Auch ihr sind Fälle bekannt, wie auch Hoffmann sie beschreibt: „Cannabis-Patient:innen werden stigmatisiert und verheimlichen oft ihre Therapie mit Cannabis. Dies gibt es so bei keiner anderen Therapieform“, berichtet Neubaur. „Cannabis als Medizin sollte in der Mitte der Gesellschaft ankommen und nicht nur als reine Rauschdroge wahrgenommen werden. Schwerkranke Patient:innen sind keine Kiffer auf Rezept. Sie sind meist austherapiert und durch Medizinalcannabis erfahren sie wieder einen Lebenswert.“ Dass aktuell an weiteren Therapiemöglichkeiten unterschiedlichsten Applikationsformen gearbeitet werde, helfe hier hoffentlich zusätzlich. Auch Ärzt:innen dürften nicht mehr eine solche Regressangst haben müssen.

Ob die aktuelle groß angelegte Kampagne der richtige Schritt ist? Das hoffen sowohl Hoffmann als auch Neubaur. Natürlich fördern so große Plakate immer eine Debatte, meint Hoffmann. Aber er weiß auch: „Wenn man ein Thema ansprechen will, dann braucht es auch eine bestimmte Größe.“ Auch Neubaur sieht die Kritik auch als positiv für den Diskurs: „Die Kampagne löst eine Diskussion aus und ich denke, dass sollte auch damit bezweckt werden. Eine kontroverse Diskussion führt dazu, dass man sich mit dem Thema Medizinalcannabis auseinandersetzt.“

Dass aktuell vor allem die Online-Angebote mit ihren niedrigschwelligen, aber dubiosen Services gesehen werden, sei natürlich nicht das Ziel, so Neubaur: „Die Telemedizin schließt im Moment hier eine Lücke, die leider besteht und dazu führt, dass Patienten lange nach einem verschreibenden Arzt suchen müssen. Ziel sollte es sein, dass Vertragsärzte ein Kassenrezept den Patienten, die eine Aussicht auf Besserung haben, verschreiben und die Kosten von der Krankenkasse übernommen werden.“

Wer steckt dahinter?

Wer hinter der Kampagne steckt, ist auf den ersten Blick jedoch schwer ersichtlich. Im Impressum taucht ein Philipp Preuss als Vorstand des Vereins Initiative Endlich auf, mehr Informationen gibt es nicht. Berichten zufolge komme die Initiative von Matthias von Bechtolsheim von der Agentur Heimat. Auch das Cannabis-Unternehmen Sanity Group engagiere sich hier, genauso wie Four20 Pharma aus Paderborn. Letztere werben zumindest auf ihrer eigenen Webseite mit ihrer Beteiligung an der Aktion. Neubaur sei die Webseite der Kampagne vorab nicht bekannt gewesen.

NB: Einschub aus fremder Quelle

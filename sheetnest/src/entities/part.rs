use serde::{Deserialize, Serialize};
use std::fmt::{Display, Formatter};

/// Stable identifier of a [`Part`] within a single request.
/// Placements are keyed by it, so parts with equal footprints never collapse into one.
#[derive(Clone, Copy, Debug, PartialEq, Eq, Hash, PartialOrd, Ord, Serialize, Deserialize)]
pub struct PartId(pub usize);

impl Display for PartId {
    fn fmt(&self, f: &mut Formatter<'_>) -> std::fmt::Result {
        write!(f, "#{}", self.0)
    }
}

#[derive(Clone, Copy, Debug, PartialEq, Eq, Hash, Serialize, Deserialize)]
#[serde(rename_all = "lowercase")]
pub enum ShapeKind {
    Rectangle,
    Square,
    /// Packed as its bounding square
    Circle,
}

impl ShapeKind {
    /// Whether the footprint of this kind is square by construction
    pub fn is_square_footprint(&self) -> bool {
        matches!(self, ShapeKind::Square | ShapeKind::Circle)
    }
}

impl Display for ShapeKind {
    fn fmt(&self, f: &mut Formatter<'_>) -> std::fmt::Result {
        let name = match self {
            ShapeKind::Rectangle => "rectangle",
            ShapeKind::Square => "square",
            ShapeKind::Circle => "circle",
        };
        f.write_str(name)
    }
}

/// Descriptive fields carried from the request to the output. Never inspected by the engine.
#[derive(Clone, Debug, Default, PartialEq, Eq, Serialize, Deserialize)]
pub struct PartMeta {
    #[serde(default, skip_serializing_if = "Option::is_none")]
    pub part_no: Option<String>,
    #[serde(default, skip_serializing_if = "Option::is_none")]
    pub part_description: Option<String>,
    #[serde(default, skip_serializing_if = "Option::is_none")]
    pub part_code: Option<String>,
    #[serde(default, skip_serializing_if = "Option::is_none")]
    pub material_spec: Option<String>,
    #[serde(default, skip_serializing_if = "Option::is_none")]
    pub size_of_material: Option<String>,
    #[serde(default, skip_serializing_if = "Option::is_none")]
    pub quantity: Option<i64>,
    #[serde(default, skip_serializing_if = "Option::is_none")]
    pub unit: Option<String>,
}

/// Parts sharing a key are interchangeable for placement purposes.
#[derive(Clone, Copy, Debug, PartialEq, Eq, Hash)]
pub struct GroupKey {
    pub width: usize,
    pub height: usize,
    pub kind: ShapeKind,
}

impl Display for GroupKey {
    fn fmt(&self, f: &mut Formatter<'_>) -> std::fmt::Result {
        write!(f, "{} {}x{}", self.kind, self.width, self.height)
    }
}

/// A single physical part to be cut from a sheet.
///
/// `width` spans the columns of a sheet, `height` spans its rows.
#[derive(Clone, Debug, PartialEq, Eq)]
pub struct Part {
    pub id: PartId,
    pub kind: ShapeKind,
    pub width: usize,
    pub height: usize,
    pub meta: PartMeta,
}

impl Part {
    /// Creates a new part. An unset `height` is derived from `width`.
    /// Squares and circles always get `height == width`.
    pub fn new(
        id: PartId,
        kind: ShapeKind,
        width: usize,
        height: Option<usize>,
        meta: PartMeta,
    ) -> Self {
        let height = match kind.is_square_footprint() {
            true => width,
            false => height.unwrap_or(width),
        };
        Self {
            id,
            kind,
            width,
            height,
            meta,
        }
    }

    pub fn group_key(&self) -> GroupKey {
        GroupKey {
            width: self.width,
            height: self.height,
            kind: self.kind,
        }
    }

    pub fn area(&self) -> usize {
        self.width * self.height
    }

    pub fn max_dimension(&self) -> usize {
        usize::max(self.width, self.height)
    }
}
use std::sync::LazyLock;
use std::time::Instant;

pub mod config;
pub mod io;
pub mod run;

pub static EPOCH: LazyLock<Instant> = LazyLock::new(Instant::now);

Das BMG hatte ebenfalls eine Kampagne zur Legalisierung gemacht, deren Schwerpunkt jedoch woanders lag.Grafik: BMG

Offizielle Kampagne des BMG

Eine Cannabis-Kampagne gab es zur Legalisierung auch vom Bundesgesundheitsministerium (BMG). Diese widmete sich jedoch den Folgen des unkontrollierten Konsums. Rund 3,3 Millionen Euro hat die Informationskampagne „Cannabis: Legal, aber...“ bisher gekostet. Das bestätigte der parlamentarische Staatssekretär Dr. Edgar Franke kürzlich auf Nachfrage der CDU/CSU-Fraktion. Rund 1,3 Millionen Euro davon entfielen vom Start der Kampagne im August 2023 bis Ende 2023 auf Kosten für Agenturen, Veranstaltungen und Medienmaßnahmen. Für das laufende Jahr gebe es noch keine Aufschlüsselung.